Das Schreckgespenst vom Pflegenotstand geht um: Wer versorgt uns in Zukunft, wenn sich niemand mehr in der Pflege ausbilden lassen will, wenn examinierte Kräfte abwandern, weil sie die Belastung nicht mehr aushalten? Die Mülheimer Krankenhäuser haben ihre eigenen Strategien, um diesem Szenario vorzubeugen.

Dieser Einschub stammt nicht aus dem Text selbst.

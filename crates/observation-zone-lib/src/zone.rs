//! Shared observation zone contract
//!
//! Every zone shape answers one question: does the directed track segment `c1 -> c2`
//! enter the zone? Zones are immutable and evaluation is pure, so the same zone can be
//! queried from many threads at once.

use crate::{Cylinder, Line, Result, utils};
use geo::Point;
#[cfg(feature = "serde")]
use serde::{Deserialize, Serialize};

/// Configuration used when building zone geometry
#[derive(Debug, Clone, PartialEq)]
#[cfg_attr(feature = "serde", derive(Serialize, Deserialize))]
pub struct Config {
    /// Number of vertices used to approximate a cylinder boundary (minimum 3).
    /// More vertices follow the true circle more closely at a small cost per check.
    /// Default: 64
    pub circle_steps: usize,
}

impl Default for Config {
    fn default() -> Self {
        Self {
            circle_steps: utils::DEFAULT_CIRCLE_STEPS,
        }
    }
}

/// Where a track segment crosses a zone boundary
#[derive(Debug, Clone, Copy, PartialEq)]
#[cfg_attr(feature = "serde", derive(Serialize, Deserialize))]
pub struct Intersection {
    /// Crossing location (longitude, latitude)
    pub point: Point<f64>,
    /// The crossing lies strictly inside both the track segment and the boundary edge
    pub is_proper: bool,
    /// Index of the crossed boundary edge (always 0 for a line gate)
    pub boundary_edge: usize,
}

/// A geometric region or gate that a track must enter
pub trait ObservationZone {
    /// Reference coordinate of the zone
    fn center(&self) -> Point<f64>;

    /// Evaluate one directed track segment
    ///
    /// Returns the crossing point when the segment is a valid entry, `None` otherwise.
    /// Fails only if the inputs are not finite coordinates.
    fn check_enter(&self, c1: Point<f64>, c2: Point<f64>) -> Result<Option<Intersection>>;
}

/// Any supported zone shape
#[derive(Debug, Clone, PartialEq)]
#[cfg_attr(feature = "serde", derive(Serialize, Deserialize))]
pub enum Zone {
    Cylinder(Cylinder),
    Line(Line),
}

impl ObservationZone for Zone {
    fn center(&self) -> Point<f64> {
        match self {
            Zone::Cylinder(cylinder) => cylinder.center(),
            Zone::Line(line) => line.center(),
        }
    }

    fn check_enter(&self, c1: Point<f64>, c2: Point<f64>) -> Result<Option<Intersection>> {
        match self {
            Zone::Cylinder(cylinder) => cylinder.check_enter(c1, c2),
            Zone::Line(line) => line.check_enter(c1, c2),
        }
    }
}

impl From<Cylinder> for Zone {
    fn from(cylinder: Cylinder) -> Self {
        Zone::Cylinder(cylinder)
    }
}

impl From<Line> for Zone {
    fn from(line: Line) -> Self {
        Zone::Line(line)
    }
}
//! Fast local distance and bearing approximations
//!
//! A [`CheapRuler`] flattens the WGS84 ellipsoid around a reference latitude so that
//! distances, bearings and offsets become plain arithmetic. Accuracy is well under 0.1%
//! for distances below a few hundred kilometers, which covers any observation zone.

use crate::{Result, ZoneError};
use geo::Point;

/// WGS84 equatorial radius in kilometers
const RE: f64 = 6378.137;

/// WGS84 flattening
const FE: f64 = 1.0 / 298.257223563;

/// Eccentricity squared
const E2: f64 = FE * (2.0 - FE);

/// Precomputed constant: meters per degree at the equator, before ellipsoid correction
const M: f64 = std::f64::consts::PI / 180.0 * RE * 1000.0;

/// Planar distance calculator calibrated for one latitude
///
/// All distances are in meters and all bearings in degrees.
#[derive(Clone, Copy, Debug, PartialEq)]
#[cfg_attr(feature = "serde", derive(serde::Serialize, serde::Deserialize))]
pub struct CheapRuler {
    /// Meters per degree of longitude
    kx: f64,
    /// Meters per degree of latitude
    ky: f64,
}

#[cfg_attr(feature = "profiling", profiling::all_functions)]
impl CheapRuler {
    /// Create a ruler for the given reference latitude (degrees)
    ///
    /// Fails at the poles, where a degree of longitude has no length and offsets
    /// cannot be computed.
    pub fn new(latitude: f64) -> Result<Self> {
        if !latitude.is_finite() || latitude.abs() >= 90.0 {
            return Err(ZoneError::GeometryComputation(format!(
                "ruler latitude must be strictly between the poles, got {latitude}"
            )));
        }

        let coslat = latitude.to_radians().cos();
        let w2 = 1.0 / (1.0 - E2 * (1.0 - coslat * coslat));
        let w = w2.sqrt();

        let kx = M * w * coslat;
        let ky = M * w * w2 * (1.0 - E2);

        Ok(Self { kx, ky })
    }

    /// Distance in meters between two points
    #[inline]
    pub fn distance(&self, a: Point<f64>, b: Point<f64>) -> f64 {
        let dx = wrap(a.x() - b.x()) * self.kx;
        let dy = (a.y() - b.y()) * self.ky;
        dx.hypot(dy)
    }

    /// Bearing in degrees from `a` to `b`, in the range (-180, 180]
    ///
    /// Zero means north and 90 means east. Identical points yield 0.
    #[inline]
    pub fn bearing(&self, a: Point<f64>, b: Point<f64>) -> f64 {
        let dx = wrap(b.x() - a.x()) * self.kx;
        let dy = (b.y() - a.y()) * self.ky;
        dx.atan2(dy).to_degrees()
    }

    /// Point at `distance` meters from `origin` along `bearing` degrees
    #[inline]
    pub fn destination(&self, origin: Point<f64>, distance: f64, bearing: f64) -> Point<f64> {
        let a = bearing.to_radians();
        self.offset(origin, a.sin() * distance, a.cos() * distance)
    }

    /// Point shifted by `dx` meters east and `dy` meters north
    #[inline]
    pub fn offset(&self, origin: Point<f64>, dx: f64, dy: f64) -> Point<f64> {
        Point::new(origin.x() + dx / self.kx, origin.y() + dy / self.ky)
    }
}

/// Wrap a longitude difference into [-180, 180]
///
/// Non-finite input stays non-finite (NaN).
#[inline(always)]
fn wrap(deg: f64) -> f64 {
    if (-180.0..=180.0).contains(&deg) {
        deg
    } else {
        (deg + 180.0).rem_euclid(360.0) - 180.0
    }
}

Null – diese überraschende Zahl hält die aktuelle Statistik der Mülheimer Arbeitsagentur in der Spalte „Freie Stellen in Krankenhäusern“ bereit. Von den 88 gemeldeten Arbeitsstellen im Gesundheitswesen im April 2023 befand sich demnach keine einzige in den beiden hiesigen Hospitälern. Auch im März lagen der Arbeitsagentur keine freien Stellen in den Kliniken vor, in den Monaten davor bis in den November 2022 hinein zählte man in der Agentur monatlich zehn Vakanzen, vor genau einem Jahr waren es 21.
Laut Verdi fehlen NRW-weit in Kliniken rund 20.000 Fachkräfte – und in Mülheim?
Wie erklärt es sich, dass Mülheims Krankenhäuser derzeit augenscheinlich keinen Bedarf an Arbeitskräften haben, wo doch allerorten vom Fachkräftemangel und Pflegenotstand die Rede ist? Allein in NRW fehlen Erhebungen der Gewerkschaft Verdi zufolge rund 20.000 Fachkräfte in den Krankenhäusern.
Ausbildung und flexible Arbeitsmodelle scheinen die Stellschrauben zu sein, mit denen sich die beiden Mülheimer Kliniken in eine recht komfortable Situation gebracht haben. Beide sehen sich derzeit gut aufgestellt und sind zufrieden mit dem Nachwuchs.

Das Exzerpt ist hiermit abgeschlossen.